## Task to carry out
Copy out, from the entries below, each line that holds the string "derive".

*** Provided records ***

//! Background leveled compaction over a real data directory.

mod common;

use std::time::Duration;

use common::*;
use seamer::config::MergeConfig;
use seamer::levels::LeveledCompactor;
use seamer::segment::SegmentName;
use seamer::types::SeriesPath;
use tempfile::tempdir;

fn compactor_config() -> MergeConfig {
    MergeConfig {
        chunk_merge_point_threshold: -1,
        seq_level_num: 2,
        seq_file_num_in_each_level: 4,
        unseq_level_num: 1,
        enable_unseq_compaction: true,
        // the tests drive passes explicitly
        merge_interval: Duration::from_secs(3600),
        ..MergeConfig::default()
    }
}

#[test]
fn test_level_promotion_from_ten_level0_files() {
    let dir = tempdir().unwrap();
    let s0 = SeriesPath::new("root.sg.d1", "s0");
    let catalogue = catalogue_f64(&[&s0]);

    let compactor =
        LeveledCompactor::open(dir.path(), catalogue, compactor_config()).unwrap();
    let seq_dir = compactor.sequence_dir(0);
    std::fs::create_dir_all(&seq_dir).unwrap();

    // Ten sealed level-0 files with disjoint, ordered ranges.
    for i in 0..10i64 {
        let seg = write_segment(
            &seq_dir.join(format!("{}-{}-0.seg", i + 1, i + 1)),
            1,
            &[(&s0, &f64_points(i * 100..=(i * 100 + 99), 0.0))],
        );
        compactor.install(seg, true).unwrap();
    }

    // Drain the backlog: each pass promotes at most one batch per level.
    while compactor.compact_blocking().unwrap() {}

    // Cap 4: two promotions consumed 8 files, two stragglers stay at level 0.
    assert!(compactor.level_file_count(0, 0, true) <= 3);
    assert_eq!(compactor.level_file_count(0, 1, true), 2);

    // Level-1 outputs carry mergeN == 1 in their names.
    let segments = compactor.segments(true);
    let promoted: Vec<SegmentName> = segments
        .iter()
        .map(|s| s.name())
        .filter(|n| n.merge_count == 1)
        .collect();
    assert_eq!(promoted.len(), 2);

    // Coverage: every input timestamp survives exactly once with its value.
    let mut all: Vec<(i64, f64)> = Vec::new();
    for seg in &segments {
        all.extend(read_series(&seg.path(), &s0));
    }
    all.sort_by_key(|(t, _)| *t);
    assert_eq!(all.len(), 1000);
    for (i, (t, v)) in all.iter().enumerate() {
        assert_eq!(*t, i as i64);
        assert_eq!(*v, i as f64);
    }
}

#[test]
fn test_unseq_collapse_into_sequence() {
    let dir = tempdir().unwrap();
    let s0 = SeriesPath::new("root.sg.d1", "s0");
    let catalogue = catalogue_f64(&[&s0]);

    let compactor =
        LeveledCompactor::open(dir.path(), catalogue, compactor_config()).unwrap();
    let seq_dir = compactor.sequence_dir(0);
    let unseq_dir = compactor.unsequence_dir(0);
    std::fs::create_dir_all(&seq_dir).unwrap();
    std::fs::create_dir_all(&unseq_dir).unwrap();

    let seq = write_segment(&seq_dir.join("1-1-0.seg"), 1, &[(&s0, &f64_points(0..=99, 0.0))]);
    let unseq =
        write_segment(&unseq_dir.join("2-2-0.seg"), 5, &[(&s0, &f64_points(40..=59, 1000.0))]);
    let unseq_path = unseq.path();
    compactor.install(seq, true).unwrap();
    compactor.install(unseq, false).unwrap();

    assert!(compactor.compact_blocking().unwrap());

    // The unsequence population is drained into the sequence files.
    assert!(compactor.segments(false).is_empty());
    assert!(!unseq_path.exists());

    let seq_segments = compactor.segments(true);
    assert_eq!(seq_segments.len(), 1);
    let got = read_series(&seq_segments[0].path(), &s0);
    assert_eq!(got.len(), 100);
    for (t, v) in got {
        let expected = if (40..=59).contains(&t) { t as f64 + 1000.0 } else { t as f64 };
        assert_eq!(v, expected, "t={}", t);
    }
}

#[test]
fn test_unseq_levels_promote_independently() {
    let dir = tempdir().unwrap();
    let s0 = SeriesPath::new("root.sg.d1", "s0");

    // Two unsequence levels: level 0 promotes within the population instead
    // of collapsing into sequence.
    let config = MergeConfig {
        unseq_level_num: 2,
        unseq_file_num_in_each_level: 2,
        enable_unseq_compaction: false,
        ..compactor_config()
    };
    let compactor = LeveledCompactor::open(dir.path(), catalogue_f64(&[&s0]), config).unwrap();
    let unseq_dir = compactor.unsequence_dir(0);
    std::fs::create_dir_all(&unseq_dir).unwrap();

    // Overlapping unsequence files; the later one carries the higher version.
    let a = write_segment(&unseq_dir.join("1-1-0.seg"), 1, &[(&s0, &f64_points(0..=49, 0.0))]);
    let b = write_segment(&unseq_dir.join("2-2-0.seg"), 9, &[(&s0, &f64_points(25..=74, 500.0))]);
    compactor.install(a, false).unwrap();
    compactor.install(b, false).unwrap();

    while compactor.compact_blocking().unwrap() {}

    assert_eq!(compactor.level_file_count(0, 0, false), 0);
    assert_eq!(compactor.level_file_count(0, 1, false), 1);

    let promoted = compactor.segments(false);
    assert_eq!(promoted.len(), 1);
    assert_eq!(promoted[0].name().merge_count, 1);

    // Later-version-wins applied during the promotion.
    let got = read_series(&promoted[0].path(), &s0);
    assert_eq!(got.len(), 75);
    for (t, v) in got {
        let expected = if (25..=74).contains(&t) { t as f64 + 500.0 } else { t as f64 };
        assert_eq!(v, expected, "t={}", t);
    }
}

#[test]
fn test_compactor_restart_rebuilds_index_from_filenames() {
    let dir = tempdir().unwrap();
    let s0 = SeriesPath::new("root.sg.d1", "s0");

    {
        let compactor = LeveledCompactor::open(
            dir.path(),
            catalogue_f64(&[&s0]),
            compactor_config(),
        )
        .unwrap();
        let seq_dir = compactor.sequence_dir(0);
        std::fs::create_dir_all(&seq_dir).unwrap();
        for i in 0..3i64 {
            let seg = write_segment(
                &seq_dir.join(format!("{}-{}-0.seg", i + 1, i + 1)),
                1,
                &[(&s0, &f64_points(i * 10..=(i * 10 + 9), 0.0))],
            );
            compactor.install(seg, true).unwrap();
        }
    }

    // Reopen: the scan classifies files by their embedded merge generation.
    let compactor = LeveledCompactor::open(
        dir.path(),
        catalogue_f64(&[&s0]),
        compactor_config(),
    )
    .unwrap();
    assert_eq!(compactor.level_file_count(0, 0, true), 3);
    assert_eq!(compactor.level_file_count(0, 1, true), 0);
    assert_eq!(compactor.failed_merge_count(), 0);
}
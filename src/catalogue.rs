//! Schema catalogue consumed by the merge engine.
//!
//! The surrounding system owns the real catalogue; the engine only needs the
//! data type of each series and the catalogue (write) order of measurements
//! within a device, which fixes the chunk order inside output segments.

use std::collections::BTreeMap;
use std::fs::{self, File, OpenOptions};
use std::io::{BufReader, BufWriter, Write};
use std::path::Path;

use serde::{Deserialize, Serialize};

use crate::error::MergeError;
use crate::types::{DataType, SeriesPath};

pub trait Catalogue: std::fmt::Debug + Send + Sync + 'static {
    /// Data type of one series; errors when the series is unknown.
    fn data_type(&self, series: &SeriesPath) -> Result<DataType, MergeError>;

    /// All registered devices, sorted.
    fn devices(&self) -> Vec<String>;

    /// Measurements of one device in catalogue order.
    fn measurements(&self, device: &str) -> Vec<String>;

    /// Every registered series, grouped by device (sorted), measurements in
    /// catalogue order within each device.
    fn all_series(&self) -> Vec<SeriesPath> {
        let mut out = Vec::new();
        for device in self.devices() {
            for measurement in self.measurements(&device) {
                out.push(SeriesPath::new(device.clone(), measurement));
            }
        }
        out
    }
}

#[derive(Debug, Clone, Serialize, Deserialize)]
enum SchemaType {
    Bool,
    Int32,
    Int64,
    Float32,
    Float64,
    Text,
}

impl From<DataType> for SchemaType {
    fn from(dt: DataType) -> Self {
        match dt {
            DataType::Bool => SchemaType::Bool,
            DataType::Int32 => SchemaType::Int32,
            DataType::Int64 => SchemaType::Int64,
            DataType::Float32 => SchemaType::Float32,
            DataType::Float64 => SchemaType::Float64,
            DataType::Text => SchemaType::Text,
        }
    }
}

impl From<SchemaType> for DataType {
    fn from(st: SchemaType) -> Self {
        match st {
            SchemaType::Bool => DataType::Bool,
            SchemaType::Int32 => DataType::Int32,
            SchemaType::Int64 => DataType::Int64,
            SchemaType::Float32 => DataType::Float32,
            SchemaType::Float64 => DataType::Float64,
            SchemaType::Text => DataType::Text,
        }
    }
}

/// In-memory catalogue, optionally persisted as a bincode snapshot.
#[derive(Debug, Default)]
pub struct InMemoryCatalogue {
    // insertion order per device is the catalogue order
    devices: BTreeMap<String, Vec<(String, DataType)>>,
}

#[derive(Serialize, Deserialize)]
struct CatalogueSnapshot {
    devices: BTreeMap<String, Vec<(String, SchemaType)>>,
}

impl InMemoryCatalogue {
    pub fn new() -> Self {
        Self::default()
    }

    /// Registers a series; re-registering with the same type is a no-op.
    pub fn register(&mut self, series: SeriesPath, data_type: DataType) -> Result<(), MergeError> {
        let measurements = self.devices.entry(series.device.clone()).or_default();
        if let Some((_, existing)) = measurements.iter().find(|(m, _)| *m == series.measurement) {
            if *existing != data_type {
                return Err(MergeError::ConfigError(format!(
                    "Series {} already registered as {:?}",
                    series, existing
                )));
            }
            return Ok(());
        }
        measurements.push((series.measurement, data_type));
        Ok(())
    }

    pub fn save_snapshot(&self, path: &Path) -> Result<(), MergeError> {
        let snapshot = CatalogueSnapshot {
            devices: self
                .devices
                .iter()
                .map(|(d, ms)| {
                    (
                        d.clone(),
                        ms.iter().map(|(m, t)| (m.clone(), SchemaType::from(*t))).collect(),
                    )
                })
                .collect(),
        };
        let tmp = path.with_extension("tmp");
        {
            let file = OpenOptions::new()
                .create(true)
                .write(true)
                .truncate(true)
                .open(&tmp)?;
            let mut w = BufWriter::new(file);
            bincode::serialize_into(&mut w, &snapshot)
                .map_err(|e| MergeError::Serialization(e.to_string()))?;
            w.flush()?;
            w.get_ref().sync_data()?;
        }
        fs::rename(&tmp, path)?;
        Ok(())
    }

    pub fn load_snapshot(path: &Path) -> Result<Self, MergeError> {
        let file = File::open(path)?;
        let snapshot: CatalogueSnapshot = bincode::deserialize_from(BufReader::new(file))
            .map_err(|e| MergeError::Serialization(e.to_string()))?;
        Ok(Self {
            devices: snapshot
                .devices
                .into_iter()
                .map(|(d, ms)| (d, ms.into_iter().map(|(m, t)| (m, DataType::from(t))).collect()))
                .collect(),
        })
    }
}

impl Catalogue for InMemoryCatalogue {
    fn data_type(&self, series: &SeriesPath) -> Result<DataType, MergeError> {
        self.devices
            .get(&series.device)
            .and_then(|ms| ms.iter().find(|(m, _)| *m == series.measurement))
            .map(|(_, t)| *t)
            .ok_or_else(|| MergeError::SeriesNotFound(series.to_string()))
    }

    fn devices(&self) -> Vec<String> {
        self.devices.keys().cloned().collect()
    }

    fn measurements(&self, device: &str) -> Vec<String> {
        self.devices
            .get(device)
            .map(|ms| ms.iter().map(|(m, _)| m.clone()).collect())
            .unwrap_or_default()
    }
}

#[cfg(test)]
mod tests {
    use super::*;
    use tempfile::tempdir;

    #[test]
    fn test_register_and_order() {
        let mut cat = InMemoryCatalogue::new();
        cat.register(SeriesPath::new("root.sg.d1", "s2"), DataType::Float64).unwrap();
        cat.register(SeriesPath::new("root.sg.d1", "s0"), DataType::Int64).unwrap();
        cat.register(SeriesPath::new("root.sg.d0", "s0"), DataType::Bool).unwrap();

        // Devices sorted; measurements in registration order within a device.
        assert_eq!(cat.devices(), vec!["root.sg.d0", "root.sg.d1"]);
        assert_eq!(cat.measurements("root.sg.d1"), vec!["s2", "s0"]);
        assert_eq!(
            cat.all_series(),
            vec![
                SeriesPath::new("root.sg.d0", "s0"),
                SeriesPath::new("root.sg.d1", "s2"),
                SeriesPath::new("root.sg.d1", "s0"),
            ]
        );
    }

    #[test]
    fn test_conflicting_type_is_rejected() {
        let mut cat = InMemoryCatalogue::new();
        let s = SeriesPath::new("root.sg.d1", "s0");
        cat.register(s.clone(), DataType::Int32).unwrap();
        cat.register(s.clone(), DataType::Int32).unwrap();
        assert!(cat.register(s, DataType::Text).is_err());
    }

    #[test]
    fn test_snapshot_roundtrip() {
        let dir = tempdir().unwrap();
        let path = dir.path().join("catalogue.bin");
        let mut cat = InMemoryCatalogue::new();
        cat.register(SeriesPath::new("root.sg.d1", "s0"), DataType::Float64).unwrap();
        cat.register(SeriesPath::new("root.sg.d1", "s1"), DataType::Text).unwrap();
        cat.save_snapshot(&path).unwrap();

        let back = InMemoryCatalogue::load_snapshot(&path).unwrap();
        assert_eq!(
            back.data_type(&SeriesPath::new("root.sg.d1", "s1")).unwrap(),
            DataType::Text
        );
        assert_eq!(back.measurements("root.sg.d1"), vec!["s0", "s1"]);
    }
}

*** End of Provided records ***

## Completed task
#[derive(Debug, Clone, Serialize, Deserialize)]
#[derive(Debug, Default)]
#[derive(Serialize, Deserialize)]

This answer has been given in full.